## Task instructions
What do the lines say, reproduced word for word, from the first of the entries below through the line bearing "header is missing"?

━━━━━ Supplied entries

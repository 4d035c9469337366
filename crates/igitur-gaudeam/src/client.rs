//! Gaudeam API client
//!
//! Provides a typed HTTP client for the JSON API of one Gaudeam instance.
//! Handles the session cookie, endpoint construction, status mapping and
//! 429 back-off. Endpoint groups live in [`crate::drive`] and
//! [`crate::calendar`] as further `impl GaudeamClient` blocks.
//!
//! ## Usage
//!
//! ```rust,no_run
//! use igitur_gaudeam::client::GaudeamClient;
//!
//! # async fn example() -> anyhow::Result<()> {
//! let client = GaudeamClient::with_base_url("cookie-value", "https://aldania.gaudeam.de");
//! let member = client.current_member().await?;
//! println!("Hello, {}", member.personal_record.email);
//! # Ok(())
//! # }
//! ```

use std::time::Duration;

use anyhow::{Context, Result};
use igitur_core::domain::session::SessionToken;
use reqwest::header::{ACCEPT, COOKIE, RETRY_AFTER};
use reqwest::{Client, Method, RequestBuilder, Response, StatusCode};
use serde::de::DeserializeOwned;
use serde::Deserialize;
use tracing::{debug, info, warn};

use crate::GaudeamError;

/// Name of the session cookie set by the auth host
pub const SESSION_COOKIE: &str = "_gaudeam_session";

/// Default retry-after duration when the header is missing
const DEFAULT_RETRY_AFTER: Duration = Duration::from_secs(10);

/// Upper bound for a server-requested back-off
const MAX_RETRY_AFTER: Duration = Duration::from_secs(300);

/// Maximum number of retries for 429 responses
const DEFAULT_MAX_RETRIES: u32 = 3;

// ============================================================================
// API response types
// ============================================================================

/// Response from `/api/v1/current_member`
#[derive(Debug, Deserialize)]
pub struct CurrentMember {
    pub personal_record: PersonalRecord,
}

#[derive(Debug, Deserialize)]
pub struct PersonalRecord {
    pub email: String,
}

// ============================================================================
// GaudeamClient
// ============================================================================

/// HTTP client for one Gaudeam instance
///
/// Wraps `reqwest::Client` with the session cookie and base URL
/// construction. Cheap to clone.
#[derive(Clone)]
pub struct GaudeamClient {
    /// The underlying HTTP client
    client: Client,
    /// Instance base URL, e.g. `https://aldania.gaudeam.de`
    base_url: String,
    /// Value of the session cookie
    cookie: String,
    /// Retries of a 429 response before giving up
    max_retries: u32,
}

impl GaudeamClient {
    /// Creates a client for the instance a session token belongs to
    ///
    /// # Arguments
    /// * `token` - A logged-in session
    /// * `service_domain` - Parent domain of all instances, e.g. `gaudeam.de`
    pub fn new(token: &SessionToken, service_domain: &str) -> Self {
        Self::with_base_url(token.cookie(), token.instance_url(service_domain))
    }

    /// Creates a client with a custom base URL (useful for testing)
    pub fn with_base_url(cookie: impl Into<String>, base_url: impl Into<String>) -> Self {
        let base_url: String = base_url.into();
        Self {
            client: Client::new(),
            base_url: base_url.trim_end_matches('/').to_string(),
            cookie: cookie.into(),
            max_retries: DEFAULT_MAX_RETRIES,
        }
    }

    /// Sets how many 429 responses are absorbed before a request fails
    pub fn with_max_retries(mut self, max_retries: u32) -> Self {
        self.max_retries = max_retries;
        self
    }

    /// Returns the instance base URL
    pub fn base_url(&self) -> &str {
        &self.base_url
    }

    /// Creates an authenticated request builder for the given method and path
    ///
    /// # Arguments
    /// * `method` - HTTP method
    /// * `path` - API path relative to the base URL (e.g. "/api/v1/current_member")
    pub fn request(&self, method: Method, path: &str) -> RequestBuilder {
        let url = format!("{}{}", self.base_url, path);
        self.client
            .request(method, &url)
            .header(COOKIE, format!("{SESSION_COOKIE}={}", self.cookie))
            .header(ACCEPT, "application/json")
    }

    /// Creates a request builder for an absolute URL
    ///
    /// The session cookie is attached only when the URL points at this
    /// instance; media originals and upload endpoints live elsewhere.
    pub fn request_url(&self, method: Method, url: &str) -> RequestBuilder {
        let builder = self.client.request(method, url);
        if url.starts_with(&self.base_url) {
            builder.header(COOKIE, format!("{SESSION_COOKIE}={}", self.cookie))
        } else {
            builder
        }
    }

    /// Sends a request with 429 handling and maps error statuses
    ///
    /// `build` is called once per attempt because a `RequestBuilder` is
    /// consumed by sending it.
    ///
    /// # Returns
    /// The successful HTTP response, or a [`GaudeamError`] (wrapped in
    /// `anyhow`) describing the failure.
    pub async fn execute_with_retry<F>(&self, label: &str, build: F) -> Result<Response>
    where
        F: Fn() -> RequestBuilder,
    {
        let mut attempt = 0;
        loop {
            let response = build()
                .send()
                .await
                .map_err(GaudeamError::NetworkError)
                .with_context(|| format!("Failed to send request: {label}"))?;

            let status = response.status();
            if status == StatusCode::TOO_MANY_REQUESTS {
                let retry_after = response
                    .headers()
                    .get(RETRY_AFTER)
                    .and_then(|v| v.to_str().ok())
                    .map(parse_retry_after)
                    .unwrap_or(DEFAULT_RETRY_AFTER);

                if attempt >= self.max_retries {
                    warn!(label, attempts = attempt + 1, "429 retry limit exhausted");
                    return Err(GaudeamError::TooManyRequests { retry_after })
                        .with_context(|| format!("{label}: retry limit exhausted"));
                }

                info!(
                    label,
                    attempt,
                    retry_after_ms = retry_after.as_millis() as u64,
                    "Received 429, backing off"
                );
                tokio::time::sleep(retry_after).await;
                attempt += 1;
                continue;
            }

            if status.is_success() {
                if attempt > 0 {
                    info!(label, attempt, "Request succeeded after retry");
                }
                return Ok(response);
            }

            let body = response.text().await.unwrap_or_default();
            return Err(status_error(status, label, &body)).context(label.to_string());
        }
    }

    /// GET `path` and deserialize the JSON body
    pub async fn get_json<T: DeserializeOwned>(&self, path: &str) -> Result<T> {
        debug!(path, "GET");
        let response = self
            .execute_with_retry(path, || self.request(Method::GET, path))
            .await?;
        parse_json(response, path).await
    }

    /// POST a JSON body to `path` and deserialize the JSON response
    pub async fn post_json<T: DeserializeOwned>(
        &self,
        path: &str,
        body: &serde_json::Value,
    ) -> Result<T> {
        debug!(path, "POST");
        let response = self
            .execute_with_retry(path, || self.request(Method::POST, path).json(body))
            .await?;
        parse_json(response, path).await
    }

    /// DELETE `path`, ignoring the response body
    pub async fn delete(&self, path: &str) -> Result<()> {
        debug!(path, "DELETE");
        self.execute_with_retry(path, || self.request(Method::DELETE, path))
            .await?;
        Ok(())
    }

    /// GET `path` and return the raw body
    pub async fn get_bytes(&self, path: &str) -> Result<Vec<u8>> {
        let response = self
            .execute_with_retry(path, || self.request(Method::GET, path))
            .await?;
        let bytes = response
            .bytes()
            .await
            .map_err(GaudeamError::NetworkError)
            .with_context(|| format!("Failed to read response body of {path}"))?;
        debug!(path, bytes = bytes.len(), "Downloaded");
        Ok(bytes.to_vec())
    }

    /// GET an absolute URL and return the raw body
    pub async fn get_bytes_from_url(&self, url: &str) -> Result<Vec<u8>> {
        let response = self
            .execute_with_retry(url, || self.request_url(Method::GET, url))
            .await?;
        let bytes = response
            .bytes()
            .await
            .map_err(GaudeamError::NetworkError)
            .with_context(|| format!("Failed to read response body of {url}"))?;
        debug!(url, bytes = bytes.len(), "Downloaded");
        Ok(bytes.to_vec())
    }

    /// Retrieves the member the session belongs to
    ///
    /// Succeeds only for a session the instance still accepts, so this
    /// doubles as the session validity check.
    pub async fn current_member(&self) -> Result<CurrentMember> {
        self.get_json("/api/v1/current_member").await
    }

    /// Returns a reference to the underlying HTTP client
    pub(crate) fn http_client(&self) -> &Client {
        &self.client
    }
}

/// Maps a non-success status to a [`GaudeamError`]
fn status_error(status: StatusCode, label: &str, body: &str) -> GaudeamError {
    let detail = format!("{label} returned {status}: {}", truncate(body, 200));
    match status {
        StatusCode::UNAUTHORIZED | StatusCode::FORBIDDEN => GaudeamError::Unauthorized(detail),
        StatusCode::NOT_FOUND => GaudeamError::NotFound(detail),
        s if s.is_server_error() => GaudeamError::ServerError(detail),
        _ => GaudeamError::InvalidResponse(detail),
    }
}

async fn parse_json<T: DeserializeOwned>(response: Response, label: &str) -> Result<T> {
    let text = response
        .text()
        .await
        .map_err(GaudeamError::NetworkError)
        .with_context(|| format!("Failed to read response body of {label}"))?;
    serde_json::from_str(&text)
        .map_err(|e| GaudeamError::InvalidResponse(format!("{label}: {e}")))
        .context("Failed to parse JSON response")
}

/// Parses a `Retry-After` value in seconds or as an HTTP date
pub(crate) fn parse_retry_after(value: &str) -> Duration {
    if let Ok(seconds) = value.trim().parse::<u64>() {
        return Duration::from_secs(seconds).min(MAX_RETRY_AFTER);
    }

    if let Ok(date) = chrono::DateTime::parse_from_rfc2822(value.trim()) {
        let wait = date.with_timezone(&chrono::Utc) - chrono::Utc::now();
        if let Ok(wait) = wait.to_std() {
            return wait.min(MAX_RETRY_AFTER);
        }
        return Duration::ZERO;
    }

    warn!(value, "Could not parse Retry-After header, using default");
    DEFAULT_RETRY_AFTER
}

fn truncate(s: &str, max: usize) -> &str {
    match s.char_indices().nth(max) {
        Some((idx, _)) => &s[..idx],
        None => s,
    }
}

━━━━━━━━━━

## Exercise answer
repository 4d035c9469337366
filename crates/igitur-gaudeam/src/client.rs
//! Gaudeam API client
//!
//! Provides a typed HTTP client for the JSON API of one Gaudeam instance.
//! Handles the session cookie, endpoint construction, status mapping and
//! 429 back-off. Endpoint groups live in [`crate::drive`] and
//! [`crate::calendar`] as further `impl GaudeamClient` blocks.
//!
//! ## Usage
//!
//! ```rust,no_run
//! use igitur_gaudeam::client::GaudeamClient;
//!
//! # async fn example() -> anyhow::Result<()> {
//! let client = GaudeamClient::with_base_url("cookie-value", "https://aldania.gaudeam.de");
//! let member = client.current_member().await?;
//! println!("Hello, {}", member.personal_record.email);
//! # Ok(())
//! # }
//! ```

use std::time::Duration;

use anyhow::{Context, Result};
use igitur_core::domain::session::SessionToken;
use reqwest::header::{ACCEPT, COOKIE, RETRY_AFTER};
use reqwest::{Client, Method, RequestBuilder, Response, StatusCode};
use serde::de::DeserializeOwned;
use serde::Deserialize;
use tracing::{debug, info, warn};

use crate::GaudeamError;

/// Name of the session cookie set by the auth host
pub const SESSION_COOKIE: &str = "_gaudeam_session";

/// Default retry-after duration when the header is missing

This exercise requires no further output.